TOOLS home
Here are various tools involved in metalcasting. Some are homemade and some are readily bought in the shop. Click on the pictures to enlarge the image..


The apron is made of chromeleather. It's not so stif but it is resistant against a certain level of heat. The size of the necktie is adjusted in a way that at the low-end the gap between shoes an trousers is covered. The belt has been attached to prevent the apron hanging in the way while pouring.


The gloves are ordinary weldinggloves made of leather with a lining inside. The heatresistantcy is not very high so you kan hold real hot items only for a short period. Glowing or molten metal cant be hold at all. Theyre main purpose is to project you from slightly heated handles and the radiation when you open the ovenlid. Also they can protect you for a very, very short moment when things go wrong an melted metal hits your hands. I suppose the gloves will be burned then and have to be disposed off.
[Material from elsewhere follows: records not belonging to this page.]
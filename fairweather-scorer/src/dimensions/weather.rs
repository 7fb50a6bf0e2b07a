//! Weather fit: how well a venue's setting suits the conditions.

use fairweather_core::{Environment, Venue, WeatherContext, clamp_score};

const HARSH_SEVERITY: f64 = 0.7;
const MILD_SEVERITY: f64 = 0.3;

const COLD_BELOW_C: f64 = 5.0;
const HOT_ABOVE_C: f64 = 32.0;
const PLEASANT_C: std::ops::RangeInclusive<f64> = 18.0..=25.0;

const fn baseline(environment: Environment, severity: f64) -> f64 {
    if severity >= HARSH_SEVERITY {
        match environment {
            Environment::Indoor => 90.0,
            Environment::Outdoor => 20.0,
            Environment::Mixed => 60.0,
        }
    } else if severity <= MILD_SEVERITY {
        match environment {
            Environment::Indoor => 60.0,
            Environment::Outdoor => 90.0,
            Environment::Mixed => 70.0,
        }
    } else {
        match environment {
            Environment::Indoor => 70.0,
            Environment::Outdoor => 65.0,
            Environment::Mixed => 75.0,
        }
    }
}

/// Score how well the venue's indoor/outdoor setting suits the weather.
///
/// # Examples
/// ```
/// use fairweather_core::{ConditionCode, TimeOfDay, Venue, WeatherContext};
/// use fairweather_scorer::dimensions::weather_score;
///
/// let sleet = WeatherContext::from_parts(2.0, ConditionCode::new(501), 0.75, TimeOfDay::Morning);
/// let museum = Venue::new("m", "Museum").with_types(["museum"]);
/// assert_eq!(weather_score(&museum, &sleet), 100.0);
/// ```
#[must_use]
#[expect(
    clippy::float_arithmetic,
    reason = "adjustments add fixed offsets to the baseline"
)]
pub fn weather_score(venue: &Venue, weather: &WeatherContext) -> f64 {
    let environment = venue.environment();
    let temp = weather.temp_celsius();
    let mut score = baseline(environment, weather.severity_score());

    if temp < COLD_BELOW_C || temp > HOT_ABOVE_C {
        match environment {
            Environment::Indoor => score += 10.0,
            Environment::Outdoor => score -= 15.0,
            Environment::Mixed => {}
        }
    }
    if PLEASANT_C.contains(&temp) && environment == Environment::Outdoor {
        score += 10.0;
    }
    if weather.condition_code().is_precipitation() {
        match environment {
            Environment::Indoor => score += 15.0,
            Environment::Outdoor => score -= 20.0,
            Environment::Mixed => {}
        }
    }
    clamp_score(score)
}

#[cfg(test)]
mod tests {
    use super::*;
    use fairweather_core::{ConditionCode, TimeOfDay};
    use rstest::{fixture, rstest};

    #[fixture]
    fn cold_rain() -> WeatherContext {
        WeatherContext::from_parts(2.0, ConditionCode::new(501), 0.75, TimeOfDay::Morning)
    }

    fn venue(kind: &str) -> Venue {
        Venue::new(kind, kind).with_types([kind])
    }

    #[rstest]
    fn cold_rain_favours_indoor(cold_rain: WeatherContext) {
        assert_eq!(weather_score(&venue("museum"), &cold_rain), 100.0);
        assert!(weather_score(&venue("park"), &cold_rain) <= 35.0);
    }

    #[rstest]
    #[case("park", 100.0)]
    #[case("museum", 60.0)]
    #[case("tourist_attraction", 70.0)]
    fn pleasant_sunshine(#[case] kind: &str, #[case] expected: f64) {
        let sunny = WeatherContext::from_parts(22.0, ConditionCode::CLEAR, 0.0, TimeOfDay::Afternoon);
        assert_eq!(weather_score(&venue(kind), &sunny), expected);
    }

    #[rstest]
    fn moderate_weather_prefers_mixed_venues() {
        let overcast =
            WeatherContext::from_parts(12.0, ConditionCode::new(804), 0.5, TimeOfDay::Afternoon);
        let mixed = Venue::new("x", "Market").with_types(["market"]);
        assert_eq!(weather_score(&mixed, &overcast), 75.0);
        assert_eq!(weather_score(&venue("museum"), &overcast), 70.0);
        assert_eq!(weather_score(&venue("park"), &overcast), 65.0);
    }

    #[rstest]
    fn heat_penalises_outdoor() {
        let heat = WeatherContext::from_parts(34.0, ConditionCode::CLEAR, 0.4, TimeOfDay::Afternoon);
        assert_eq!(weather_score(&venue("beach"), &heat), 50.0);
        assert_eq!(weather_score(&venue("cinema"), &heat), 80.0);
    }
}
//! Ranking, diversity selection and reranking for scored venues.
//!
//! This crate turns scored venues into the final list returned to a user.
//! [`rank`] orders them deterministically, [`select_diverse`] optionally
//! spreads the top of the list across venue types, and
//! [`RerankOrchestrator`] hands the top `k` to an external
//! [`RerankProvider`](fairweather_core::RerankProvider), applying its order
//! only when it validates. [`RecommendationEngine`] wires the whole flow for
//! one [`RankRequest`](fairweather_core::RankRequest).
//!
//! A failed reranking call is never an error: the deterministic order is
//! kept and the failure is logged and recorded on the [`RerankOutcome`].

#![forbid(unsafe_code)]

mod engine;
mod error;
mod orchestrator;
mod ranker;

pub use engine::{DEFAULT_MAX_RESULTS, EngineConfig, RecommendationEngine};
pub use error::RankError;
pub use orchestrator::{
    DEFAULT_TIMEOUT, DEFAULT_TOP_K, MAX_TOP_K, RerankConfig, RerankOrchestrator, RerankOutcome,
    RerankState,
};
pub use ranker::{compare, rank, select_diverse};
The rammers are made from pinewood sized 45x45 mm.There are a few different lenghts. One of the sides is sanded smaller so its possible to ram in an small gap between items and to ram along the sides of the flask. Another ram was made longer to ram in deep flasks. Unfinished there clogs sand on the ramming surface. When painted (laquered) this problem gets lesser.


This tong has been tailormade to the crucible and the oven. The tong has a combined function as lifting and pouring tong. It has a close fit so it can slide in the narrow opening between the oven and the crucible. After carefully brought in place the tong is closed and the crucible can be lifted out of the oven. It holds the crucible secure enough to do the pouring with it.

Temperature Chart

In absence of a pyrometer this chart can be used to have an aproximate gues at the temperature.



To my honest opinion the moulding sand is one of the most important factors in creating a nice pouring result. I bought a mixed and ready bag of sand from Gieterijtechniek Holland. Wether you melt the metal in a big or small or round or square or 'just a pile of brickstype' oven, in a tube, a pan or claycrucible: the result won't be that much different. But if you use mouldingsand thats to coarse, not sticky enough or worse to wet your mould will crumble and your workpiece will look awfull on the outside and inside (airbubbles). Just buy a nice bag with 100 pounds of quality moulding oilsand and get a lot of fun with your first castings. Later on you can make your own sand if you wish.



The safety faceprotection is very convenient when peeking in the chimney of the oven and when skimming of the dross. Besides this it is absolute nessecary when things go wrong and melted metal is flying in the air as a result of some unspotted moisture somewhere. I think its much safer and more convenient then just safety goggles.


As parting dust i use the left over babypowder. Since my childeren have grown out of the dipers theres is only little need for this stuff. Before use I put it in a small linen bag. When I shake this little bag there whirls a nice finedustcloud in the air that covers the surface in an very even way.


To get the dross off the molten metal I used a stainless kitchenspoon mounted at a metalpipe. After five pouringsessions the spoon was burned trough. It it has just dissolved in the molten liquid. Now I made one of 3 mm thick stainless sheet metal welded to a massive stainless rod


To get the endresult with no airbubbles and contamination, drossingsalt and degassingsalt can be used. I have not used it till now.


The smaller flasks are made of 18 mm plywood. The bigger ones are made of pinwood because they are better standing up against the forces which are a result of ramming the sand. To line up the drag and cope positioning pins are needed. It is better to have long pins so the two halves are guided over a extended slideway so a complex mould is prevented from being scorned when finally put together.


To remove little pieces of dross and drops of aluminium from the crucible when it's stil hot I made a stainless scraper. The scraper has a blade with a variable radius, so it fits in every part of the crucible by twisting a little.

Moulding tools

These are the tools which I use preparing the moulds.


This is the rack where the tools are placed during the pouring session. Espessially the hot tools need a protected place where they don't burn other things and where you don't accidently step on them.


The pliers are home made and used to put pieces of metal in the preheatingbasket and from the preheating basket in the crucible.